The correction factor methods illustrated by the current study provide corrected adherence levels, which could be used as a more accurate approximation of a patient's medication adherence. These corrected adherence levels should not, however, be considered to be exact or "true score" adherence levels for individual patients. Instead, the corrected adherence levels could be used to guide decisions about further assessment and intervention, as described above. This issue is particularly relevant at the extremes of adherence. At the upper limit of adherence (i.e., parent reports 100% adherence), the correction factors used in the current study will inevitably lead to adherence levels below 100%. While this may appear to penalize families who, indeed, are 100% adherent, clinically, these families' corrected adherence levels would not suggest that they are in need of further adherence assessment or intervention. On the other extreme, a family reporting very low adherence could have a very low corrected adherence level, including one that is numerically negative. In our view, these very low levels of adherence (including negative adherence values, which are not meaningful alone) would indicate that the patient and family likely would benefit from adherence promotion interventions.

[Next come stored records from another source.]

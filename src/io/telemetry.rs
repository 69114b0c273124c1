use std::io::Write;

use crossbeam_channel::{Receiver, Sender};
use nalgebra::Vector3;
use serde::{Deserialize, Serialize};

use crate::dynamics::state::VehicleMotion;
use crate::error::{Error, Result};
use crate::io::messages::Stamp;

/// Periodic state report published by each vehicle.
#[derive(Debug, Clone, PartialEq, Serialize, Deserialize)]
pub struct Telemetry {
    pub uav_id: String,
    pub pos: Vector3<f64>,   // m, world
    pub roll: f64,           // rad
    pub pitch: f64,          // rad
    pub yaw: f64,            // rad
    pub vel: Vector3<f64>,   // m/s, body
    pub omega: Vector3<f64>, // rad/s, body
    pub time: Stamp,
}

impl Telemetry {
    pub fn from_motion(uav_id: &str, now: f64, motion: &VehicleMotion) -> Self {
        Self {
            uav_id: uav_id.to_string(),
            pos: motion.pos,
            roll: motion.roll,
            pitch: motion.pitch,
            yaw: motion.yaw,
            vel: motion.vel,
            omega: motion.omega,
            time: Stamp::from_secs(now),
        }
    }

    pub fn secs(&self) -> f64 {
        self.time.as_secs()
    }
}

/// Destination for telemetry records.
pub trait TelemetrySink {
    fn publish(&mut self, record: &Telemetry) -> Result<()>;
}

/// Keeps every record in memory.
impl TelemetrySink for Vec<Telemetry> {
    fn publish(&mut self, record: &Telemetry) -> Result<()> {
        self.push(record.clone());
        Ok(())
    }
}

// ---------------------------------------------------------------------------
// Channel sink
// ---------------------------------------------------------------------------

/// Hands records to another thread over an unbounded channel.
#[derive(Debug, Clone)]
pub struct ChannelSink {
    tx: Sender<Telemetry>,
}

impl ChannelSink {
    pub fn new() -> (Self, Receiver<Telemetry>) {
        let (tx, rx) = crossbeam_channel::unbounded();
        (Self { tx }, rx)
    }
}

impl TelemetrySink for ChannelSink {
    fn publish(&mut self, record: &Telemetry) -> Result<()> {
        self.tx
            .send(record.clone())
            .map_err(|_| Error::Disconnected("telemetry"))
    }
}

// ---------------------------------------------------------------------------
// JSON lines sink
// ---------------------------------------------------------------------------

/// One JSON object per line.
pub struct JsonLinesSink<W: Write> {
    writer: W,
}

impl<W: Write> JsonLinesSink<W> {
    pub fn new(writer: W) -> Self {
        Self { writer }
    }

    pub fn into_inner(self) -> W {
        self.writer
    }
}

impl<W: Write> TelemetrySink for JsonLinesSink<W> {
    fn publish(&mut self, record: &Telemetry) -> Result<()> {
        serde_json::to_writer(&mut self.writer, record)?;
        self.writer.write_all(b"\n")?;
        Ok(())
    }
}

#[cfg(test)]
mod tests {
    use super::*;

    fn record(t: f64) -> Telemetry {
        let mut m = VehicleMotion::at_rest(Vector3::new(1.0, 2.0, 3.0));
        m.yaw = 0.5;
        Telemetry::from_motion("uav01", t, &m)
    }

    #[test]
    fn json_lines_are_parseable() {
        let mut sink = JsonLinesSink::new(Vec::new());
        sink.publish(&record(1.0)).unwrap();
        sink.publish(&record(2.5)).unwrap();
        let text = String::from_utf8(sink.into_inner()).unwrap();
        let lines: Vec<&str> = text.lines().collect();
        assert_eq!(lines.len(), 2);
        let back: Telemetry = serde_json::from_str(lines[1]).unwrap();
        assert_eq!(back.uav_id, "uav01");
        assert_eq!(back.time, Stamp { sec: 2, nanosec: 500_000_000 });
        assert_eq!(back.pos, Vector3::new(1.0, 2.0, 3.0));
    }

    #[test]
    fn channel_sink_forwards() {
        let (mut sink, rx) = ChannelSink::new();
        sink.publish(&record(3.0)).unwrap();
        assert_eq!(rx.try_recv().unwrap().secs(), 3.0);
        drop(rx);
        assert!(matches!(sink.publish(&record(4.0)), Err(Error::Disconnected(_))));
    }
}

Our results also have implications for future research on adherence. Further work is needed to establish and test similar correction factors for adolescent and young adult self-reported adherence. This work could also assess the degree of responsibility different family members have for medication adherence, given that adolescence is a time during which allocation of treatment responsibilities may change (Pai et al., 2010). Integrating multiple reporters and methods of assessing adherence is critical (Quittner, Modi, Lemanek, Ievers-Landis, & Rapoff, 2008). Thus, while continuing to examine the use of correction factors for subjectively reported adherence will be important, future research could also explore the integration of corrected subjectively reported adherence with other adherence assessment methods, such as drug assays and direct observation of adherence. For example, it will be important to investigate the extent to which corrected levels of subjectively reported adherence are consistent with adherence levels obtained by other assessment methods. In addition, future studies could investigate adherence to other IBD medications to compare adherence to those medications with adherence to the primary IBD medications which were examined in the current study. Future work could also examine the link between varying levels of non-adherence (both corrected and uncorrected) and health outcomes (e.g., disease severity or symptoms) in order to identify the particular adherence cutoffs that could be used to define "non-adherence." In addition, there is a growing literature demonstrating that numerous factors contribute to the medication adherence of children. For example, for children with IBD and their families, family functioning, barriers to adherence, and patient coping, emotional functioning, and quality of life have been shown to be related to adherence (Gray, Denson, Baldassano, & Hommel, 2012; Hommel, Davis, & Baldassano, 2008a; Mackner & Crandall, 2005). Incorporating assessment of these contributors to medication adherence will create a more complete picture of the factors influencing adherence and could, potentially, be used to adjust for the upwards bias typical of subjectively-reported adherence. Increasing the accuracy of adherence assessments will facilitate better-informed clinical decision making, including the implementation of interventions to promote adherence.